Shinde Anjali, Shahra Essa Q, Basurra Shadi, Saeed Faisal, AlSewari Abdulrahman A, Jabbar Waheb A
Faculty of Computing, Engineering and Built Environment, Birmingham City University, Birmingham B4 7RQ, UK.
Sensors (Basel). 2024 Sep 20;24(18):6084. doi: 10.3390/s24186084.
The growing problem of unsolicited text messages (smishing) and data irregularities necessitates stronger spam detection solutions. This paper explores the development of a sophisticated model designed to identify smishing messages by understanding the complex relationships among words, images, and context-specific factors, areas that remain underexplored in existing research. To address this, we merge a UCI spam dataset of regular text messages with real-world spam data, leveraging OCR technology for comprehensive analysis. The study employs a combination of traditional machine learning models, including K-means, Non-Negative Matrix Factorization, and Gaussian Mixture Models, along with feature extraction techniques such as TF-IDF and PCA. Additionally, deep learning models like RNN-Flatten, LSTM, and Bi-LSTM are utilized. The selection of these models is driven by their complementary strengths in capturing both the linear and non-linear relationships inherent in smishing messages. Machine learning models are chosen for their efficiency in handling structured text data, while deep learning models are selected for their superior ability to capture sequential dependencies and contextual nuances. The performance of these models is rigorously evaluated using metrics like accuracy, precision, recall, and F1 score, enabling a comparative analysis between the machine learning and deep learning approaches. Notably, the K-means feature extraction with vectorizer achieved 91.01% accuracy, and the KNN-Flatten model reached 94.13% accuracy, emerging as the top performer. The rationale behind highlighting these models is their potential to significantly improve smishing detection rates. For instance, the high accuracy of the KNN-Flatten model suggests its applicability in real-time spam detection systems, but its computational complexity might limit scalability in large-scale deployments. Similarly, while K-means with vectorizer excels in accuracy, it may struggle with the dynamic and evolving nature of smishing attacks, necessitating continual retraining.
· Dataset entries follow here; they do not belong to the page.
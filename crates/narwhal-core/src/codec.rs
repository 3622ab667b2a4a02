//! JSON interchange codec (ELK JSON flavored).
//!
//! Encoding follows a fixed policy: geometry is optional (`omit_layout`), zero-valued
//! `width`/`height` pairs and `x`/`y` pairs are left out, option keys are written in full and
//! the output is pretty-printed. Decoding keeps identifiers verbatim.

mod wire;

use crate::error::Error;
use crate::geom::{Point, Rect, point, rect};
use crate::identity::IdPolicy;
use crate::model::{EdgeSection, Graph, LabelId, LabelOwner, NodeId, ShapeRef};
use crate::options::{LayoutOptions, OptionError};
use rustc_hash::FxHashMap;
use wire::{EdgeDto, LabelDto, NodeDto, PointDto, PortDto, SectionDto};

#[derive(Debug, thiserror::Error)]
pub enum DecodeError {
    #[error("malformed graph JSON: {0}")]
    Json(#[from] serde_json::Error),

    #[error("{path}: element has no `id`")]
    MissingId { path: String },

    #[error("{path}: edge `{edge}` references unknown shape `{reference}`")]
    UnknownShape {
        path: String,
        edge: String,
        reference: String,
    },

    #[error("{path} (`{element}`): {source}")]
    InvalidOption {
        path: String,
        element: String,
        #[source]
        source: OptionError,
    },

    #[error("{path}: {source}")]
    Model {
        path: String,
        #[source]
        source: Error,
    },
}

#[derive(Debug, thiserror::Error)]
pub enum EncodeError {
    #[error("edge `{edge}` has a {role} handle that does not belong to this graph")]
    DanglingReference { edge: String, role: &'static str },

    #[error("graph JSON serialization failed: {0}")]
    Json(#[from] serde_json::Error),
}

#[derive(Debug, Clone, Copy, Default)]
pub struct DecodeOptions {
    /// Policy of the decoded graph's allocator. Strict rejects duplicate identifiers in the
    /// input; the other policies keep them verbatim.
    pub id_policy: IdPolicy,
}

#[derive(Debug, Clone, Copy, Default)]
pub struct EncodeOptions {
    /// Leave out `x`, `y`, `width`, `height` and edge sections.
    pub omit_layout: bool,
}

pub fn decode(text: &str) -> Result<Graph, DecodeError> {
    decode_with(text, DecodeOptions::default())
}

pub fn decode_with(text: &str, options: DecodeOptions) -> Result<Graph, DecodeError> {
    let root: NodeDto = serde_json::from_str(text)?;
    let path = "$".to_string();
    let Some(root_id) = root.id.clone() else {
        return Err(DecodeError::MissingId { path });
    };

    let mut decoder = Decoder {
        graph: Graph::with_root(root_id, options.id_policy),
        shapes: FxHashMap::default(),
        pending: Vec::new(),
    };
    let root_node = decoder.graph.root();
    decoder
        .shapes
        .insert(root.id.clone().unwrap_or_default(), ShapeRef::Node(root_node));
    decoder.node_body(root_node, &root, &path)?;

    let pending = std::mem::take(&mut decoder.pending);
    for (container, edge, path) in pending {
        decoder.edge(container, edge, &path)?;
    }

    tracing::trace!(
        nodes = decoder.graph.node_count(),
        edges = decoder.graph.edge_count(),
        "decoded graph"
    );
    Ok(decoder.graph)
}

struct Decoder<'a> {
    graph: Graph,
    /// First shape that claimed an identifier wins.
    shapes: FxHashMap<String, ShapeRef>,
    pending: Vec<(NodeId, &'a EdgeDto, String)>,
}

fn require_id(id: &Option<String>, path: &str) -> Result<String, DecodeError> {
    id.clone().ok_or_else(|| DecodeError::MissingId {
        path: path.to_string(),
    })
}

fn bounds_from(x: Option<f64>, y: Option<f64>, width: Option<f64>, height: Option<f64>) -> Rect {
    rect(
        x.unwrap_or(0.0),
        y.unwrap_or(0.0),
        width.unwrap_or(0.0),
        height.unwrap_or(0.0),
    )
}

impl<'a> Decoder<'a> {
    fn record(&mut self, identifier: &str, path: &str) -> Result<(), DecodeError> {
        self.graph
            .record_identifier(identifier)
            .map_err(|source| DecodeError::Model {
                path: path.to_string(),
                source,
            })
    }

    fn node_body(&mut self, node: NodeId, dto: &'a NodeDto, path: &str) -> Result<(), DecodeError> {
        let options = LayoutOptions::from_entries(dto.layout_options.iter()).map_err(|source| {
            DecodeError::InvalidOption {
                path: path.to_string(),
                element: dto.id.clone().unwrap_or_default(),
                source,
            }
        })?;
        if let Some(n) = self.graph.node_mut(node) {
            n.options = options;
            n.bounds = bounds_from(dto.x, dto.y, dto.width, dto.height);
        }

        for (i, label) in dto.labels.iter().enumerate() {
            self.label(LabelOwner::Node(node), label, &format!("{path}.labels[{i}]"))?;
        }
        for (i, port) in dto.ports.iter().enumerate() {
            self.port(node, port, &format!("{path}.ports[{i}]"))?;
        }
        for (i, child) in dto.children.iter().enumerate() {
            let child_path = format!("{path}.children[{i}]");
            let identifier = require_id(&child.id, &child_path)?;
            self.record(&identifier, &child_path)?;
            let child_node = self.graph.insert_node(node, identifier.clone());
            self.shapes
                .entry(identifier)
                .or_insert(ShapeRef::Node(child_node));
            self.node_body(child_node, child, &child_path)?;
        }
        for (i, edge) in dto.edges.iter().enumerate() {
            self.pending.push((node, edge, format!("{path}.edges[{i}]")));
        }
        Ok(())
    }

    fn port(&mut self, node: NodeId, dto: &PortDto, path: &str) -> Result<(), DecodeError> {
        let identifier = require_id(&dto.id, path)?;
        self.record(&identifier, path)?;
        let port = self.graph.insert_port(node, identifier.clone());
        self.shapes.entry(identifier).or_insert(ShapeRef::Port(port));
        if let Some(p) = self.graph.port_mut(port) {
            // Ports without explicit dimensions keep the default size.
            let default = p.bounds;
            p.bounds = rect(
                dto.x.unwrap_or(0.0),
                dto.y.unwrap_or(0.0),
                dto.width.unwrap_or(default.size.width),
                dto.height.unwrap_or(default.size.height),
            );
        }
        for (i, label) in dto.labels.iter().enumerate() {
            self.label(LabelOwner::Port(port), label, &format!("{path}.labels[{i}]"))?;
        }
        Ok(())
    }

    fn label(&mut self, owner: LabelOwner, dto: &LabelDto, path: &str) -> Result<LabelId, DecodeError> {
        let identifier = require_id(&dto.id, path)?;
        self.record(&identifier, path)?;
        let label = self.graph.insert_label(owner, identifier, dto.text.clone());
        if let Some(l) = self.graph.label_mut(label) {
            l.bounds = bounds_from(dto.x, dto.y, dto.width, dto.height);
        }
        Ok(label)
    }

    fn resolve(&self, edge: &str, reference: &str, path: &str) -> Result<ShapeRef, DecodeError> {
        self.shapes
            .get(reference)
            .copied()
            .ok_or_else(|| DecodeError::UnknownShape {
                path: path.to_string(),
                edge: edge.to_string(),
                reference: reference.to_string(),
            })
    }

    fn edge(&mut self, container: NodeId, dto: &EdgeDto, path: &str) -> Result<(), DecodeError> {
        let identifier = require_id(&dto.id, path)?;
        self.record(&identifier, path)?;
        let sources = dto
            .sources
            .iter()
            .map(|s| self.resolve(&identifier, s, path))
            .collect::<Result<Vec<_>, _>>()?;
        let targets = dto
            .targets
            .iter()
            .map(|t| self.resolve(&identifier, t, path))
            .collect::<Result<Vec<_>, _>>()?;

        let mut sections = Vec::with_capacity(dto.sections.len());
        for (i, s) in dto.sections.iter().enumerate() {
            let incoming_shape = match &s.incoming_shape {
                Some(r) => Some(self.resolve(&identifier, r, path)?),
                None => None,
            };
            let outgoing_shape = match &s.outgoing_shape {
                Some(r) => Some(self.resolve(&identifier, r, path)?),
                None => None,
            };
            sections.push(EdgeSection {
                id: s.id.clone().unwrap_or_else(|| format!("{identifier}_s{i}")),
                start: to_point(s.start_point),
                end: to_point(s.end_point),
                bend_points: s.bend_points.iter().copied().map(to_point).collect(),
                incoming_shape,
                outgoing_shape,
            });
        }

        let edge = self
            .graph
            .insert_edge(container, identifier, sources, targets);
        if let Some(e) = self.graph.edge_mut(edge) {
            e.sections = sections;
        }
        for (i, label) in dto.labels.iter().enumerate() {
            self.label(LabelOwner::Edge(edge), label, &format!("{path}.labels[{i}]"))?;
        }
        Ok(())
    }
}

fn to_point(p: PointDto) -> Point {
    point(p.x, p.y)
}

fn from_point(p: Point) -> PointDto {
    PointDto { x: p.x, y: p.y }
}

pub fn encode(graph: &Graph, omit_layout: bool) -> Result<String, EncodeError> {
    encode_with(graph, EncodeOptions { omit_layout })
}

pub fn encode_with(graph: &Graph, options: EncodeOptions) -> Result<String, EncodeError> {
    let root = Encoder { graph, options }.node(graph.root())?;
    Ok(serde_json::to_string_pretty(&root)?)
}

struct Encoder<'g> {
    graph: &'g Graph,
    options: EncodeOptions,
}

type Geometry = (Option<f64>, Option<f64>, Option<f64>, Option<f64>);

impl<'g> Encoder<'g> {
    fn geometry(&self, bounds: &Rect) -> Geometry {
        if self.options.omit_layout {
            return (None, None, None, None);
        }
        let (x, y) = if bounds.origin.x == 0.0 && bounds.origin.y == 0.0 {
            (None, None)
        } else {
            (Some(bounds.origin.x), Some(bounds.origin.y))
        };
        let (w, h) = if bounds.size.width == 0.0 && bounds.size.height == 0.0 {
            (None, None)
        } else {
            (Some(bounds.size.width), Some(bounds.size.height))
        };
        (x, y, w, h)
    }

    fn labels(&self, ids: &[LabelId]) -> Vec<LabelDto> {
        ids.iter()
            .filter_map(|id| self.graph.label(*id))
            .map(|l| {
                let (x, y, width, height) = self.geometry(&l.bounds);
                LabelDto {
                    id: Some(l.identifier().to_string()),
                    text: l.text.clone(),
                    x,
                    y,
                    width,
                    height,
                }
            })
            .collect()
    }

    fn node(&self, id: NodeId) -> Result<NodeDto, EncodeError> {
        let Some(node) = self.graph.node(id) else {
            return Ok(NodeDto::default());
        };
        let (x, y, width, height) = self.geometry(&node.bounds);

        let ports = node
            .ports()
            .iter()
            .filter_map(|p| self.graph.port(*p))
            .map(|p| {
                let (x, y, width, height) = self.geometry(&p.bounds);
                PortDto {
                    id: Some(p.identifier().to_string()),
                    x,
                    y,
                    width,
                    height,
                    labels: self.labels(p.labels()),
                }
            })
            .collect();

        let children = node
            .children()
            .iter()
            .map(|c| self.node(*c))
            .collect::<Result<Vec<_>, _>>()?;
        let edges = node
            .edges()
            .iter()
            .map(|e| self.edge(*e))
            .collect::<Result<Vec<_>, _>>()?;

        Ok(NodeDto {
            id: Some(node.identifier().to_string()),
            x,
            y,
            width,
            height,
            layout_options: node.options.to_entries(),
            labels: self.labels(node.labels()),
            ports,
            children,
            edges,
        })
    }

    fn shape_id(&self, edge: &str, shape: ShapeRef, role: &'static str) -> Result<String, EncodeError> {
        self.graph
            .shape_identifier(shape)
            .map(str::to_string)
            .ok_or_else(|| EncodeError::DanglingReference {
                edge: edge.to_string(),
                role,
            })
    }

    fn edge(&self, id: crate::model::EdgeId) -> Result<EdgeDto, EncodeError> {
        let Some(edge) = self.graph.edge(id) else {
            return Ok(EdgeDto::default());
        };
        let identifier = edge.identifier();
        let sources = edge
            .sources()
            .iter()
            .map(|s| self.shape_id(identifier, *s, "source"))
            .collect::<Result<Vec<_>, _>>()?;
        let targets = edge
            .targets()
            .iter()
            .map(|t| self.shape_id(identifier, *t, "target"))
            .collect::<Result<Vec<_>, _>>()?;

        let mut sections = Vec::new();
        if !self.options.omit_layout {
            for s in &edge.sections {
                let incoming_shape = match s.incoming_shape {
                    Some(shape) => Some(self.shape_id(identifier, shape, "section source")?),
                    None => None,
                };
                let outgoing_shape = match s.outgoing_shape {
                    Some(shape) => Some(self.shape_id(identifier, shape, "section target")?),
                    None => None,
                };
                sections.push(SectionDto {
                    id: Some(s.id.clone()),
                    start_point: from_point(s.start),
                    end_point: from_point(s.end),
                    bend_points: s.bend_points.iter().copied().map(from_point).collect(),
                    incoming_shape,
                    outgoing_shape,
                });
            }
        }

        Ok(EdgeDto {
            id: Some(identifier.to_string()),
            sources,
            targets,
            labels: self.labels(edge.labels()),
            sections,
        })
    }
}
未经请求的短信(网络钓鱼短信)和数据违规问题日益严重,因此需要更强大的垃圾邮件检测解决方案。本文探讨了一种复杂模型的开发,该模型旨在通过理解单词、图像和特定上下文因素之间的复杂关系来识别网络钓鱼短信,而这些领域在现有研究中仍未得到充分探索。为了解决这个问题,我们将UCI常规短信垃圾邮件数据集与现实世界中的垃圾邮件数据合并,并利用光学字符识别(OCR)技术进行全面分析。该研究采用了多种传统机器学习模型,包括K均值、非负矩阵分解和高斯混合模型,以及诸如词频-逆文档频率(TF-IDF)和主成分分析(PCA)等特征提取技术。此外,还使用了诸如递归神经网络-展平(RNN-Flatten)、长短期记忆网络(LSTM)和双向长短期记忆网络(Bi-LSTM)等深度学习模型。选择这些模型是因为它们在捕捉网络钓鱼短信中固有的线性和非线性关系方面具有互补优势。选择机器学习模型是因为它们在处理结构化文本数据方面效率高,而选择深度学习模型是因为它们在捕捉序列依赖性和上下文细微差别方面具有卓越能力。使用诸如准确率、精确率、召回率和F1分数等指标对这些模型的性能进行了严格评估,从而能够对机器学习方法和深度学习方法进行比较分析。值得注意的是,使用向量化器的K均值特征提取的准确率达到了91.01%,而KNN-展平模型的准确率达到了94.13%,成为表现最佳的模型。突出这些模型的背后原因是它们有显著提高网络钓鱼检测率的潜力。例如,KNN-展平模型的高准确率表明它适用于实时垃圾邮件检测系统,但其计算复杂性可能会限制大规模部署中的可扩展性。同样,虽然带向量化器的K均值在准确率方面表现出色,但它可能难以应对网络钓鱼攻击的动态性和不断变化的性质,因此需要持续重新训练。